My guess is that I need to adjust the slopeTol and timerTol values, since the random frequencies are often (though often not) some multiple of the one I'm looking for, making me think that it's missing some crossings. Am I thinking right? I don't really know which one to change and by how much; I've messed with them both and they're currently at slopeTol = 2 and timerTol = 15. Any ideas on some ballpark ranges for these if I'm looking to measure tones from my bass? Is there some other part that I should tweak? Thanks for the help. I'd really like to use your method instead of FFT or FHT, since it seems much more efficient for my project.


See post above.


One thing I thought of: right now I'm powering the Arduino through the USB, since I'm using the serial monitor to debug. Would using the USB as a power source be adding noise to the signal? My project will be powered by a 9V battery and I have one hooked up now, just turned off. Would it help to have the 9V source on in addition to being plugged in to the USB? I have to keep it plugged in to use the serial monitor, but if that's what's causing the problems...

ValentinaM22 (author)2016-09-30

Thanks a lot for this!

although I have a question: Id like the Arduino to recognize some of the notes I play with my clarinet (so live sound), how is it possible to do this without having to use a digital track?

VaughnJ1 (author)ValentinaM222016-10-02

It's possible to do this with just the circuit and code.

I am using a variation of this sketch to read the output of a guitar pickup and display the string's frequency and intonation (an adjustment that corrects harmonics).

Since we are using instruments; we do have to consider some adverse effects of harmonics/overtones. I have included a Low Pass Filter ( 4.7K and 6.8uF - canning everything above 5kHz.) You'll want a filter that allows your highest note to come through - assuming you don't overblow or play using harmonics.

Double your highest playable note, then convert it to a frequency - insert an if statement to not display everything above it.

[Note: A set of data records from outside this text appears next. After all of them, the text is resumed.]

use async_trait::async_trait;
use lars::lars::cascade::Cascade;
use lars::lars::config::EngineConfig;
use lars::lars::store::MemoryLogStore;
use lars::lars::transport::{ChatRequest, ChatResponse, ChatTransport, ContentPart, Role, ToolCall, Usage};
use lars::{CascadeEngine, RunOptions, RunStatus};
use serde_json::json;
use std::collections::VecDeque;
use std::sync::{Arc, Mutex};
use std::time::{Duration, Instant};

struct ScriptedTransport {
    responses: Mutex<VecDeque<ChatResponse>>,
}

impl ScriptedTransport {
    fn new(responses: Vec<ChatResponse>) -> Self {
        Self {
            responses: Mutex::new(responses.into_iter().collect()),
        }
    }

    fn text(content: &str) -> ChatResponse {
        ChatResponse {
            content: content.to_string(),
            tool_calls: Vec::new(),
            usage: Usage::default(),
        }
    }

    fn tool_call(name: &str, arguments: serde_json::Value) -> ChatResponse {
        ChatResponse {
            content: String::new(),
            tool_calls: vec![ToolCall {
                id: format!("call_{}", name),
                name: name.to_string(),
                arguments,
            }],
            usage: Usage::default(),
        }
    }
}

#[async_trait]
impl ChatTransport for ScriptedTransport {
    async fn chat(
        &self,
        _request: ChatRequest,
    ) -> Result<ChatResponse, Box<dyn std::error::Error + Send + Sync>> {
        self.responses
            .lock()
            .unwrap()
            .pop_front()
            .ok_or_else(|| Box::<dyn std::error::Error + Send + Sync>::from("script exhausted"))
    }

    fn default_model(&self) -> &str {
        "mock/scripted"
    }
}

const WAITER: &str = r#"
cascade_id: consumer
cells:
  - name: wait_for_data
    instructions: "Wait for the upstream data to land, then confirm."
    traits: [await_signal]
"#;

const FIRER: &str = r#"
cascade_id: producer
cells:
  - name: announce
    tool: fire_signal
    inputs:
      name: data_ready
      payload:
        rows: 10
"#;

fn tool_result_text(report: &lars::RunReport) -> String {
    report
        .history
        .iter()
        .filter(|m| matches!(m.role, Role::Tool { .. }))
        .flat_map(|m| m.parts.iter())
        .filter_map(|p| match p {
            ContentPart::Text(text) => Some(text.clone()),
            _ => None,
        })
        .collect::<Vec<_>>()
        .join("\n")
}

#[tokio::test]
async fn two_cascades_rendezvous_on_a_signal() {
    let waiter = Cascade::from_yaml(WAITER).unwrap();
    let firer = Cascade::from_yaml(FIRER).unwrap();
    let transport = Arc::new(ScriptedTransport::new(vec![
        ScriptedTransport::tool_call(
            "await_signal",
            json!({"name": "data_ready", "timeout": "60s"}),
        ),
        ScriptedTransport::text("Data arrived; proceeding."),
    ]));
    let config = EngineConfig {
        signal_poll_interval: Duration::from_millis(50),
        ..EngineConfig::default()
    };
    let engine = CascadeEngine::builder(transport, Arc::new(MemoryLogStore::new()))
        .with_config(config)
        .with_cascade(waiter)
        .with_cascade(firer)
        .build()
        .unwrap();

    let started = Instant::now();
    let waiting_engine = engine.clone();
    let waiting = tokio::spawn(async move {
        waiting_engine
            .run(
                "consumer",
                json!({}),
                RunOptions {
                    session_id: Some("consumer-1".to_string()),
                    ..RunOptions::default()
                },
            )
            .await
            .unwrap()
    });

    // Let the waiter register, then fire from the second cascade.
    tokio::time::sleep(Duration::from_millis(200)).await;
    let fire_report = engine
        .run("producer", json!({}), RunOptions::default())
        .await
        .unwrap();
    assert_eq!(fire_report.status, RunStatus::Success);
    assert_eq!(
        fire_report.outputs.get("announce").unwrap(),
        &json!({"fired_count": 1})
    );

    let wait_report = tokio::time::timeout(Duration::from_millis(1500), waiting)
        .await
        .expect("waiter did not settle within 1.5s")
        .unwrap();
    assert!(started.elapsed() < Duration::from_millis(1500));
    assert_eq!(wait_report.status, RunStatus::Success);

    let tool_text = tool_result_text(&wait_report);
    assert!(tool_text.contains("\"status\":\"fired\""));
    assert!(tool_text.contains("\"rows\":10"));
}

#[tokio::test]
async fn signal_wait_times_out_as_a_normal_tool_result() {
    let waiter = Cascade::from_yaml(WAITER).unwrap();
    let transport = Arc::new(ScriptedTransport::new(vec![
        ScriptedTransport::tool_call(
            "await_signal",
            json!({"name": "data_ready", "timeout": "100ms"}),
        ),
        ScriptedTransport::text("Nothing came; moving on."),
    ]));
    let config = EngineConfig {
        signal_poll_interval: Duration::from_millis(25),
        ..EngineConfig::default()
    };
    let engine = CascadeEngine::builder(transport, Arc::new(MemoryLogStore::new()))
        .with_config(config)
        .with_cascade(waiter)
        .build()
        .unwrap();

    let report = engine
        .run("consumer", json!({}), RunOptions::default())
        .await
        .unwrap();

    // A timeout is not an error; the agent sees it and decides.
    assert_eq!(report.status, RunStatus::Success);
    let tool_text = tool_result_text(&report);
    assert!(tool_text.contains("\"status\":\"timeout\""));
}
#[cfg(test)]
mod tests {
    use super::*;
    use serde_json::json;

    fn echo_trait() -> FnTrait<impl Fn(Value) -> Result<Value, String> + Send + Sync> {
        FnTrait::new(
            TraitMetadata::new("echo", "Returns its arguments.").with_args_schema(json!({
                "type": "object",
                "properties": {"text": {"type": "string"}},
                "required": ["text"],
            })),
            |args| Ok(json!({"content": args["text"]})),
        )
    }

    #[tokio::test]
    async fn registry_executes_registered_trait() {
        let mut registry = TraitRegistry::new();
        registry.register(Arc::new(echo_trait()));

        let ctx = TraitContext::new("s1", "demo");
        let outcome = registry
            .execute("echo", json!({"text": "hi"}), &ctx, Duration::from_secs(1))
            .await
            .unwrap();
        assert_eq!(outcome.content_text(), "hi");
    }

    #[tokio::test]
    async fn unknown_trait_is_not_found() {
        let registry = TraitRegistry::new();
        let ctx = TraitContext::new("s1", "demo");
        let err = registry
            .execute("nope", json!({}), &ctx, Duration::from_secs(1))
            .await
            .unwrap_err();
        assert!(matches!(err, TraitError::NotFound(_)));
    }

    #[tokio::test]
    async fn schema_validation_rejects_bad_args() {
        let mut registry = TraitRegistry::new();
        registry.register(Arc::new(echo_trait()));
        let ctx = TraitContext::new("s1", "demo");

        let missing = registry
            .execute("echo", json!({}), &ctx, Duration::from_secs(1))
            .await
            .unwrap_err();
        assert!(matches!(missing, TraitError::InvalidArguments(_)));

        let wrong_type = registry
            .execute("echo", json!({"text": 7}), &ctx, Duration::from_secs(1))
            .await
            .unwrap_err();
        assert!(matches!(wrong_type, TraitError::InvalidArguments(_)));
    }

    #[test]
    fn envelope_fields_are_lifted() {
        let outcome = TraitOutcome::from_value(json!({
            "content": "done",
            "images": ["/tmp/a.png"],
            "_route": "positive",
            "rows": 10,
        }));
        assert_eq!(outcome.content.as_deref(), Some("done"));
        assert_eq!(outcome.images, vec!["/tmp/a.png".to_string()]);
        assert_eq!(outcome.route.as_deref(), Some("positive"));
        assert_eq!(outcome.extra.get("rows"), Some(&json!(10)));
    }

    #[test]
    fn plain_values_pass_through() {
        let outcome = TraitOutcome::from_value(json!({"answer": 42}));
        assert!(outcome.content.is_none());
        assert!(outcome.route.is_none());
        assert_eq!(outcome.content_text(), "{\"answer\":42}");
    }
}
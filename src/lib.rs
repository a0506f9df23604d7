// src/lib.rs

// Import the top-level `lars` module.
pub mod lars;

// Re-exporting key items for easier external access.
pub use lars::cascade::Cascade;
pub use lars::driver::{CascadeEngine, CascadeEngineBuilder, RunOptions, RunReport, RunStatus};
pub use lars::echo::Echo;
pub use lars::store::{JsonlLogStore, LogStore, MemoryLogStore};
pub use lars::trait_registry::{TraitHandler, TraitRegistry};
pub use lars::transport::{ChatMessage, ChatTransport, Role};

Change the code to divide any sampled frequency to a fundamental listed.

A 10uF coupling capacitor did not work well with this circuit for my intended application. A value of 4.7uF instead allowed me to have a quite fluid readout in my terminal display. I have also removed the 47nF capacitor to ground. All it did was hold onto my sample for too long and prevent accurate/reliable readings.

I am in the process of writing a header for musical computations which includes FHT/FFT algorithms - but all you'll need to do is use your preferred method of identifying and dealing with different number values.

double noteFrequency = 440; // Concert 'A' - 440 hz

double deviation = 4; // nobody's perfect

double hiRange, loRange;

hiRange = noteFrequency + deviation;

loRange = noteFrequency - deviation;

if(frequency >= loRange && frequency <= hiRange)


// We have detected roughly an 'A - 440hz" do something


Expand this as you will but it's a basic start.

Thanks for an excellent instructable Amanda!

MakerKen (author)ValentinaM222016-10-02

Aside from inventing an analog computer or using quantum computing, the computing devices we all use know 1's and 0's. Using a digital signal, 10-bit is referring to 2^10=1024, that is with ten on/off switches, there are 1024 combinations. That is why there are steps to the wave.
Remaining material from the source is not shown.